개성있는 개발자 되기

카프카 커넥트 실행 본문

Open Source/Kafka

카프카 커넥트 실행

정몽실이 2020. 3. 25. 17:35

카프카 커넥트

 

카프카 커넥트는 아파치 카프카의 일부로 포함되어 있으며, 카프카와 데이터스토어 간에 데이터를 이동하기 위해 확장성과 신뢰성 있는 방법을 제공한다.

또한, 커넥터 플러그인을 개발하고 실행하기위해 RestAPI를 사용할 수 있다.

 

카프카 커넥트는 여러 개의 작업 프로세스(worker process)들로 실행된다. 그리고 커넥터 플러그인을 작업 프로세스에 설치한 후, RestAPI를 사용해서 특정 구성으로 실행되는 커넥터를 구성하고 관리한다.

 

커넥터에는 소스(source) 커넥터와 싱크(sink) 커넥터 두 종류가 있다. 

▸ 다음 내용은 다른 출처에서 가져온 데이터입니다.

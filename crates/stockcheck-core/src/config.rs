use crate::app_config::{AppConfig, Environment};
use crate::ConfigError;

pub const DEFAULT_TABLE_NAME: &str = "stock_sightings";
pub const DEFAULT_BEST_BUY_BASE_URL: &str = "https://api.bestbuy.com/v1/";

/// Load application configuration from environment variables.
///
/// Calls `dotenvy::dotenv().ok()` to load `.env` files before reading env vars.
///
/// # Errors
///
/// Returns `ConfigError` if required env vars are missing or values are invalid.
pub fn load_app_config() -> Result<AppConfig, ConfigError> {
    dotenvy::dotenv().ok();
    load_app_config_from_env()
}

/// Load application configuration from environment variables already in the process.
///
/// Unlike [`load_app_config`], this does NOT load `.env` files.
///
/// # Errors
///
/// Returns `ConfigError` if required env vars are missing or values are invalid.
pub fn load_app_config_from_env() -> Result<AppConfig, ConfigError> {
    build_app_config(|key| std::env::var(key))
}

/// Build application configuration using the provided env-var lookup function.
///
/// Decoupled from the real environment so it can be tested with a plain
/// `HashMap` lookup.
fn build_app_config<F>(lookup: F) -> Result<AppConfig, ConfigError>
where
    F: Fn(&str) -> Result<String, std::env::VarError>,
{
    use std::net::SocketAddr;

    let require = |var: &str| -> Result<String, ConfigError> {
        lookup(var).map_err(|_| ConfigError::MissingEnvVar(var.to_string()))
    };

    let or_default = |var: &str, default: &str| -> String {
        lookup(var).unwrap_or_else(|_| default.to_string())
    };

    let parse_addr = |var: &str, default: &str| -> Result<SocketAddr, ConfigError> {
        let raw = or_default(var, default);
        raw.parse::<SocketAddr>()
            .map_err(|e| ConfigError::InvalidEnvVar {
                var: var.to_string(),
                reason: e.to_string(),
            })
    };

    let parse_u32 = |var: &str, default: &str| -> Result<u32, ConfigError> {
        let raw = or_default(var, default);
        raw.parse::<u32>().map_err(|e| ConfigError::InvalidEnvVar {
            var: var.to_string(),
            reason: e.to_string(),
        })
    };

    let parse_u64 = |var: &str, default: &str| -> Result<u64, ConfigError> {
        let raw = or_default(var, default);
        raw.parse::<u64>().map_err(|e| ConfigError::InvalidEnvVar {
            var: var.to_string(),
            reason: e.to_string(),
        })
    };

    let database_url = require("DATABASE_URL")?;

    let env = parse_environment(&or_default("STOCKCHECK_ENV", "development"))?;
    let bind_addr = parse_addr("STOCKCHECK_BIND_ADDR", "0.0.0.0:3000")?;
    let log_level = or_default("STOCKCHECK_LOG_LEVEL", "info");

    let table_name = or_default("TABLE_NAME", DEFAULT_TABLE_NAME);
    if !is_sql_identifier(&table_name) {
        return Err(ConfigError::InvalidEnvVar {
            var: "TABLE_NAME".to_string(),
            reason: format!("\"{table_name}\" is not a plain SQL identifier"),
        });
    }

    let best_buy_api_key = lookup("BEST_BUY_API_KEY")
        .ok()
        .filter(|key| !key.trim().is_empty());
    let best_buy_base_url = or_default("STOCKCHECK_BESTBUY_BASE_URL", DEFAULT_BEST_BUY_BASE_URL);

    let request_timeout_secs = parse_u64("STOCKCHECK_REQUEST_TIMEOUT_SECS", "30")?;
    let user_agent = or_default("STOCKCHECK_USER_AGENT", "stockcheck/0.1 (availability-check)");

    let db_max_connections = parse_u32("STOCKCHECK_DB_MAX_CONNECTIONS", "5")?;
    let db_min_connections = parse_u32("STOCKCHECK_DB_MIN_CONNECTIONS", "0")?;
    let db_acquire_timeout_secs = parse_u64("STOCKCHECK_DB_ACQUIRE_TIMEOUT_SECS", "10")?;

    Ok(AppConfig {
        database_url,
        env,
        bind_addr,
        log_level,
        table_name,
        best_buy_api_key,
        best_buy_base_url,
        request_timeout_secs,
        user_agent,
        db_max_connections,
        db_min_connections,
        db_acquire_timeout_secs,
    })
}

/// Parse a string into an `Environment` variant.
///
/// # Errors
///
/// Returns `ConfigError::InvalidEnvVar` for values other than
/// `development`, `test`, or `production`.
fn parse_environment(s: &str) -> Result<Environment, ConfigError> {
    match s {
        "development" => Ok(Environment::Development),
        "test" => Ok(Environment::Test),
        "production" => Ok(Environment::Production),
        other => Err(ConfigError::InvalidEnvVar {
            var: "STOCKCHECK_ENV".to_string(),
            reason: format!("unknown environment \"{other}\""),
        }),
    }
}

/// Table names are interpolated into SQL, so only `[A-Za-z_][A-Za-z0-9_]*`
/// up to Postgres' 63-byte identifier limit is accepted.
#[must_use]
pub fn is_sql_identifier(name: &str) -> bool {
    let mut chars = name.chars();
    let Some(first) = chars.next() else {
        return false;
    };
    name.len() <= 63
        && (first.is_ascii_alphabetic() || first == '_')
        && chars.all(|c| c.is_ascii_alphanumeric() || c == '_')
}

#[cfg(test)]
#[path = "config_test.rs"]
mod tests;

   - 소스 커넥터 : 소스 시스템으로부터 데이터를 읽어서 커넥트 데이터 객체로 work process에 제공

   - 싱크 커넥터 : work process로부터 커넥트 데이터 객체를 받아서 대상 시스템에 쓴다.

 

  •    컨버터를 사용해서 다양한 형식의 데이터 객체들을 저장할 수 있다. (JSON 등)

 

http://kafka.apache.org/documentation/#connect 

 

Apache Kafka

Apache Kafka: A Distributed Streaming Platform.

kafka.apache.org

https://docs.confluent.io/current/connect/index.html 

 

Kafka Connect — Confluent Platform

Kafka Connect Kafka Connect, an open source component of Apache Kafka®, is a framework for connecting Kafka with external systems such as databases, key-value stores, search indexes, and file systems. Using Kafka Connect, you can deploy connector implement

docs.confluent.io


카프카 실행

 

커넥트를 실제 업무에서 사용할 경우, 하나 이상의 별도 서버에서 커넥트 작업 프로세스를 실행해야 한다. 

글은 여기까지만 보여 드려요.